Outros vídeos do local mostram um grande ajuntamento de pessoas em pânico. Muitos tentam trepar por cima de outros, levando a que várias das vítimas tenham morrido sufocadas. O exército ainda gritou para que a população que tentava sair do local se acalmasse, mas não resultou, acabando com centenas de pessoas presas numa pequena rua que vai dar às traseiras da escola.

O chefe do Comité Revolucionário Supremo dos rebeldes Houthis confirmou que a "sobrelotação" provocou o caos no local. Mohamed Ali al-Houthi explicou que, assim que as portas abriram, uma grande multidão correu para uma pequena escada que ia dar ao pátio onde estavam a ser dados os cheques. É essa escada que se vê na imagem no início deste artigo.

Segundo a agência AP também há relatos de testemunhas que falam em tiros, podendo ser essa outra explicação para o que efetivamente aconteceu. A agência refere que duas testemunhas, identificadas como Abdel-Rahman Ahmed e Yahia Mohsen, contaram que as autoridades dispararam para o ar para tentar controlar a multidão. Um dos tiros terá acertado nos fios elétricos, provocando uma explosão que causou o pânico, começando aí a debandada.

As atenções passam agora para os hospitais de Sana, onde milhares de pessoas tentam visitar os feridos ou procurar familiares que estão desaparecidos. Perante a gravidade da situação, os rebeldes Houthis já formaram uma comissão de investigação, sendo que três pessoas foram detidas na sequência do caso.

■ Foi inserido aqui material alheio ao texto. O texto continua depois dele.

//! Quantum gate types.

use serde::{Deserialize, Serialize};

/// Standard gates with known semantics.
///
/// The set is what phase oracles and Grover operators need: Paulis, the
/// Clifford+T single-qubit gates, phases, and the controlled families up to
/// arbitrary control count.
#[derive(Debug, Clone, PartialEq, Serialize, Deserialize)]
pub enum StandardGate {
    // Single-qubit Pauli gates
    /// Identity gate.
    I,
    /// Pauli-X gate.
    X,
    /// Pauli-Y gate.
    Y,
    /// Pauli-Z gate.
    Z,

    // Single-qubit Clifford gates
    /// Hadamard gate.
    H,
    /// S gate (sqrt(Z)).
    S,
    /// S-dagger gate.
    Sdg,
    /// T gate (fourth root of Z).
    T,
    /// T-dagger gate.
    Tdg,

    /// Phase gate diag(1, e^{iθ}).
    P(f64),

    // Two-qubit gates
    /// Controlled-X (CNOT) gate.
    CX,
    /// Controlled-Z gate.
    CZ,
    /// Controlled phase gate.
    CP(f64),
    /// SWAP gate.
    Swap,

    // Three-qubit gates
    /// Toffoli gate (CCX).
    CCX,
    /// Doubly-controlled Z gate.
    CCZ,

    // Multi-controlled gates
    /// X on the last operand, controlled on all preceding operands.
    MCX {
        /// Number of control qubits.
        num_controls: u32,
    },
    /// Phase flip of the all-ones state of its operands. Symmetric in its qubits.
    MCZ {
        /// Total number of qubits the gate acts on.
        num_qubits: u32,
    },
}

impl StandardGate {
    /// Get the name of this gate.
    #[inline]
    pub fn name(&self) -> &'static str {
        match self {
            StandardGate::I => "id",
            StandardGate::X => "x",
            StandardGate::Y => "y",
            StandardGate::Z => "z",
            StandardGate::H => "h",
            StandardGate::S => "s",
            StandardGate::Sdg => "sdg",
            StandardGate::T => "t",
            StandardGate::Tdg => "tdg",
            StandardGate::P(_) => "p",
            StandardGate::CX => "cx",
            StandardGate::CZ => "cz",
            StandardGate::CP(_) => "cp",
            StandardGate::Swap => "swap",
            StandardGate::CCX => "ccx",
            StandardGate::CCZ => "ccz",
            StandardGate::MCX { .. } => "mcx",
            StandardGate::MCZ { .. } => "mcz",
        }
    }

    /// Get the number of qubits this gate operates on.
    #[inline]
    pub fn num_qubits(&self) -> u32 {
        match self {
            StandardGate::I
            | StandardGate::X
            | StandardGate::Y
            | StandardGate::Z
            | StandardGate::H
            | StandardGate::S
            | StandardGate::Sdg
            | StandardGate::T
            | StandardGate::Tdg
            | StandardGate::P(_) => 1,

            StandardGate::CX | StandardGate::CZ | StandardGate::CP(_) | StandardGate::Swap => 2,

            StandardGate::CCX | StandardGate::CCZ => 3,

            StandardGate::MCX { num_controls } => num_controls + 1,
            StandardGate::MCZ { num_qubits } => *num_qubits,
        }
    }

    /// Whether applying the gate twice yields the identity.
    pub fn is_self_inverse(&self) -> bool {
        !matches!(
            self,
            StandardGate::S
                | StandardGate::Sdg
                | StandardGate::T
                | StandardGate::Tdg
                | StandardGate::P(_)
                | StandardGate::CP(_)
        )
    }

    /// Whether the gate is diagonal in the computational basis.
    pub fn is_diagonal(&self) -> bool {
        matches!(
            self,
            StandardGate::I
                | StandardGate::Z
                | StandardGate::S
                | StandardGate::Sdg
                | StandardGate::T
                | StandardGate::Tdg
                | StandardGate::P(_)
                | StandardGate::CZ
                | StandardGate::CP(_)
                | StandardGate::CCZ
                | StandardGate::MCZ { .. }
        )
    }

    /// The inverse gate.
    pub fn inverse(&self) -> StandardGate {
        match self {
            StandardGate::S => StandardGate::Sdg,
            StandardGate::Sdg => StandardGate::S,
            StandardGate::T => StandardGate::Tdg,
            StandardGate::Tdg => StandardGate::T,
            StandardGate::P(theta) => StandardGate::P(-theta),
            StandardGate::CP(theta) => StandardGate::CP(-theta),
            other => other.clone(),
        }
    }
}

impl std::fmt::Display for StandardGate {
    fn fmt(&self, f: &mut std::fmt::Formatter<'_>) -> std::fmt::Result {
        match self {
            StandardGate::P(theta) | StandardGate::CP(theta) => {
                write!(f, "{}({theta:.6})", self.name())
            }
            _ => write!(f, "{}", self.name()),
        }
    }
}

#[cfg(test)]
mod tests {
    use super::*;
    use std::f64::consts::PI;

    #[test]
    fn test_gate_arity() {
        assert_eq!(StandardGate::H.num_qubits(), 1);
        assert_eq!(StandardGate::CZ.num_qubits(), 2);
        assert_eq!(StandardGate::CCZ.num_qubits(), 3);
        assert_eq!(StandardGate::MCX { num_controls: 4 }.num_qubits(), 5);
        assert_eq!(StandardGate::MCZ { num_qubits: 6 }.num_qubits(), 6);
    }

    #[test]
    fn test_inverse() {
        assert_eq!(StandardGate::S.inverse(), StandardGate::Sdg);
        assert_eq!(StandardGate::Tdg.inverse(), StandardGate::T);
        assert_eq!(StandardGate::P(PI / 3.0).inverse(), StandardGate::P(-PI / 3.0));
        assert_eq!(StandardGate::CCX.inverse(), StandardGate::CCX);
    }

    #[test]
    fn test_self_inverse_and_diagonal() {
        assert!(StandardGate::H.is_self_inverse());
        assert!(StandardGate::MCZ { num_qubits: 4 }.is_self_inverse());
        assert!(!StandardGate::T.is_self_inverse());

        assert!(StandardGate::CCZ.is_diagonal());
        assert!(!StandardGate::H.is_diagonal());
    }

    #[test]
    fn test_display() {
        assert_eq!(StandardGate::MCX { num_controls: 3 }.to_string(), "mcx");
        assert_eq!(StandardGate::P(0.5).to_string(), "p(0.500000)");
    }
}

Mais tarde, o Ministério do Interior - controlado pelos rebeldes - confirmou que os detidos eram pessoas ligadas à organização do evento. O porta-voz do Ministério, Brig Abdel-Khaleq al -Aghri, descreveu o incidente como "trágico", culpando a "distribuição aleatória" de fundos, que não terá sido coordenada com as autoridades. Os Houthis anunciaram ainda que as famílias das pessoas que morreram vão receber cerca de 1.800 euros de indemnização, um valor que desce para os 365 euros no caso dos feridos.

Esta é uma nova tragédia num dos países mais pobres do mundo, o segundo mais pobre fora de África, apenas atrás do Afeganistão. No Iémen, o salário mínimo não ultrapassa os 76 euros, o que significa que o cheque que estava a ser entregue naquela escola valia quase 25% de um salário.

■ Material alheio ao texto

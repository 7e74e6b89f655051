//! Outcome of a Grover search.

use qsat_hal::Counts;
use serde::{Deserialize, Serialize};

/// What [`Grover::amplify`](crate::Grover::amplify) found.
#[derive(Debug, Clone, PartialEq, Serialize, Deserialize)]
pub struct GroverResult {
    /// Scheduled powers of the Grover operator, one per round run.
    pub iterations: Vec<usize>,
    /// Powers actually applied. Differs from `iterations` only when powers
    /// are sampled.
    pub applied_powers: Vec<usize>,
    /// The outcome picked from the last round.
    pub top_measurement: Option<String>,
    /// `top_measurement` as an assignment, bit `i` holding variable `i`.
    pub assignment: Option<u64>,
    /// Whether the good-state check accepted `top_measurement`.
    pub oracle_evaluation: bool,
    /// Counts of every round, in order.
    pub circuit_results: Vec<Counts>,
    /// Observed frequency of the most common outcome in the last round.
    pub max_probability: f64,
    /// Shots per round.
    pub shots: u32,
}

impl GroverResult {
    /// Number of rounds run.
    pub fn rounds(&self) -> usize {
        self.circuit_results.len()
    }

    /// Counts of the last round, if any ran.
    pub fn final_counts(&self) -> Option<&Counts> {
        self.circuit_results.last()
    }

    /// The solution, if the search found one.
    pub fn solution(&self) -> Option<&str> {
        if self.oracle_evaluation {
            self.top_measurement.as_deref()
        } else {
            None
        }
    }
}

O chefe do Comité Revolucionário Supremo culpa precisamente a coligação internacional, apontando o dedo especificamente à Arábia Saudita, aos Emirados Árabes Unidos e aos Estados Unidos pelo que aconteceu. "A debandada foi uma tragédia dolorosa, uma nova tragédia num quadro sombrio, causado principalmente pela agressão de Estados Unidos, Reino Unido, Arábia Saudita, Emirados Árabes Unidos e seus aliados. Responsabilizamos os países da agressão pelo que aconteceu e pela amarga realidade que vive o povo iemenita", afirmou Mohamed Ali al-Houthi, através da rede social Twitter.

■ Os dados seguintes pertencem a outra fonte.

//! Job lifecycle types.
//!
//! ```text
//!   submit() ──→ Queued ──→ Running ──→ Completed
//!                  │           │
//!                  │           ├──→ Failed(reason)
//!                  │           │
//!                  └───────────┴──→ Cancelled
//! ```
//!
//! Transitions never go backwards and terminal states are permanent.

use chrono::{DateTime, Utc};
use serde::{Deserialize, Serialize};

use crate::error::{HalError, HalResult};

/// Unique identifier for a job.
#[derive(Debug, Clone, PartialEq, Eq, Hash, Serialize, Deserialize)]
pub struct JobId(pub String);

impl JobId {
    /// Create a new job ID.
    pub fn new(id: impl Into<String>) -> Self {
        Self(id.into())
    }
}

impl std::fmt::Display for JobId {
    fn fmt(&self, f: &mut std::fmt::Formatter<'_>) -> std::fmt::Result {
        write!(f, "{}", self.0)
    }
}

impl From<String> for JobId {
    fn from(s: String) -> Self {
        Self(s)
    }
}

impl From<&str> for JobId {
    fn from(s: &str) -> Self {
        Self(s.to_string())
    }
}

/// Status of a job.
#[derive(Debug, Clone, PartialEq, Eq, Serialize, Deserialize)]
pub enum JobStatus {
    /// Job is waiting in queue.
    Queued,
    /// Job is currently running.
    Running,
    /// Job completed successfully.
    Completed,
    /// Job failed with an error message.
    Failed(String),
    /// Job was cancelled.
    Cancelled,
}

impl JobStatus {
    /// Check if this is a terminal state.
    pub fn is_terminal(&self) -> bool {
        matches!(
            self,
            JobStatus::Completed | JobStatus::Failed(_) | JobStatus::Cancelled
        )
    }

    /// Check if the job is still pending (queued or running).
    pub fn is_pending(&self) -> bool {
        matches!(self, JobStatus::Queued | JobStatus::Running)
    }

    /// Whether the state machine allows moving from `self` to `next`.
    pub fn can_transition_to(&self, next: &JobStatus) -> bool {
        match self {
            JobStatus::Queued => !matches!(next, JobStatus::Queued),
            JobStatus::Running => !matches!(next, JobStatus::Queued | JobStatus::Running),
            _ => false,
        }
    }
}

impl std::fmt::Display for JobStatus {
    fn fmt(&self, f: &mut std::fmt::Formatter<'_>) -> std::fmt::Result {
        match self {
            JobStatus::Queued => write!(f, "Queued"),
            JobStatus::Running => write!(f, "Running"),
            JobStatus::Completed => write!(f, "Completed"),
            JobStatus::Failed(msg) => write!(f, "Failed: {msg}"),
            JobStatus::Cancelled => write!(f, "Cancelled"),
        }
    }
}

/// A job with timestamps.
#[derive(Debug, Clone, Serialize, Deserialize)]
pub struct Job {
    /// The job identifier.
    pub id: JobId,
    /// Current status.
    pub status: JobStatus,
    /// Number of shots requested.
    pub shots: u32,
    /// Time the job was created.
    pub created_at: DateTime<Utc>,
    /// Time the job started running.
    #[serde(skip_serializing_if = "Option::is_none")]
    pub started_at: Option<DateTime<Utc>>,
    /// Time the job reached a terminal state.
    #[serde(skip_serializing_if = "Option::is_none")]
    pub finished_at: Option<DateTime<Utc>>,
    /// Backend the job was submitted to.
    #[serde(skip_serializing_if = "Option::is_none")]
    pub backend: Option<String>,
}

impl Job {
    /// Create a queued job.
    pub fn new(id: impl Into<JobId>, shots: u32) -> Self {
        Self {
            id: id.into(),
            status: JobStatus::Queued,
            shots,
            created_at: Utc::now(),
            started_at: None,
            finished_at: None,
            backend: None,
        }
    }

    /// Set the backend name.
    pub fn with_backend(mut self, backend: impl Into<String>) -> Self {
        self.backend = Some(backend.into());
        self
    }

    /// Move to `status`, stamping start and finish times.
    ///
    /// Fails if the state machine forbids the move.
    pub fn transition(&mut self, status: JobStatus) -> HalResult<()> {
        if !self.status.can_transition_to(&status) {
            return Err(HalError::InvalidTransition {
                job: self.id.to_string(),
                from: self.status.to_string(),
                to: status.to_string(),
            });
        }
        let now = Utc::now();
        if matches!(status, JobStatus::Running) {
            self.started_at = Some(now);
        }
        if status.is_terminal() {
            self.finished_at = Some(now);
        }
        self.status = status;
        Ok(())
    }

    /// Wall time between start and finish, once both are known.
    pub fn run_time(&self) -> Option<chrono::Duration> {
        Some(self.finished_at? - self.started_at?)
    }
}

#[cfg(test)]
mod tests {
    use super::*;

    #[test]
    fn test_job_status_terminal() {
        assert!(!JobStatus::Queued.is_terminal());
        assert!(!JobStatus::Running.is_terminal());
        assert!(JobStatus::Completed.is_terminal());
        assert!(JobStatus::Failed("error".into()).is_terminal());
        assert!(JobStatus::Cancelled.is_terminal());
    }

    #[test]
    fn test_job_lifecycle_stamps_times() {
        let mut job = Job::new("job-1", 1024).with_backend("simulator");
        assert_eq!(job.status, JobStatus::Queued);
        assert!(job.started_at.is_none());

        job.transition(JobStatus::Running).unwrap();
        assert!(job.started_at.is_some());
        assert!(job.run_time().is_none());

        job.transition(JobStatus::Completed).unwrap();
        assert!(job.finished_at.is_some());
        assert!(job.run_time().is_some());
    }

    #[test]
    fn test_terminal_states_are_permanent() {
        let mut job = Job::new("job-2", 1);
        job.transition(JobStatus::Cancelled).unwrap();
        assert!(matches!(
            job.transition(JobStatus::Running),
            Err(HalError::InvalidTransition { .. })
        ));
        assert_eq!(job.status, JobStatus::Cancelled);
    }

    #[test]
    fn test_no_backwards_moves() {
        assert!(!JobStatus::Running.can_transition_to(&JobStatus::Queued));
        assert!(JobStatus::Queued.can_transition_to(&JobStatus::Completed));
        assert!(!JobStatus::Completed.can_transition_to(&JobStatus::Failed("x".into())));
    }
}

O Iémen está em guerra civil há nove anos, num conflito que a Organização das Nações Unidas (ONU) considera uma das piores tragédias humanitárias em todo o mundo. O conflito, iniciado em 2014, surgiu depois de os rebeldes Houthis, que são apoiados pelo Irão, terem capturado a cidade de Sana. A Arábia Saudita formou uma coligação internacional, que conta com os Estados Unidos, apoiando de imediato o governo internacionalmente reconhecido. Ao todo, mais de 150 mil pessoas terão morrido na guerra.

Em paralelo, cerca de dois terços da população do país vive em condições de pobreza, de acordo com a ONU. Isso inclui funcionários do governo apontado pelos Houthis que não são pagos há anos. Num total de quase 22 milhões de pessoas, mais de 14 milhões precisam de assistência humanitária imediata.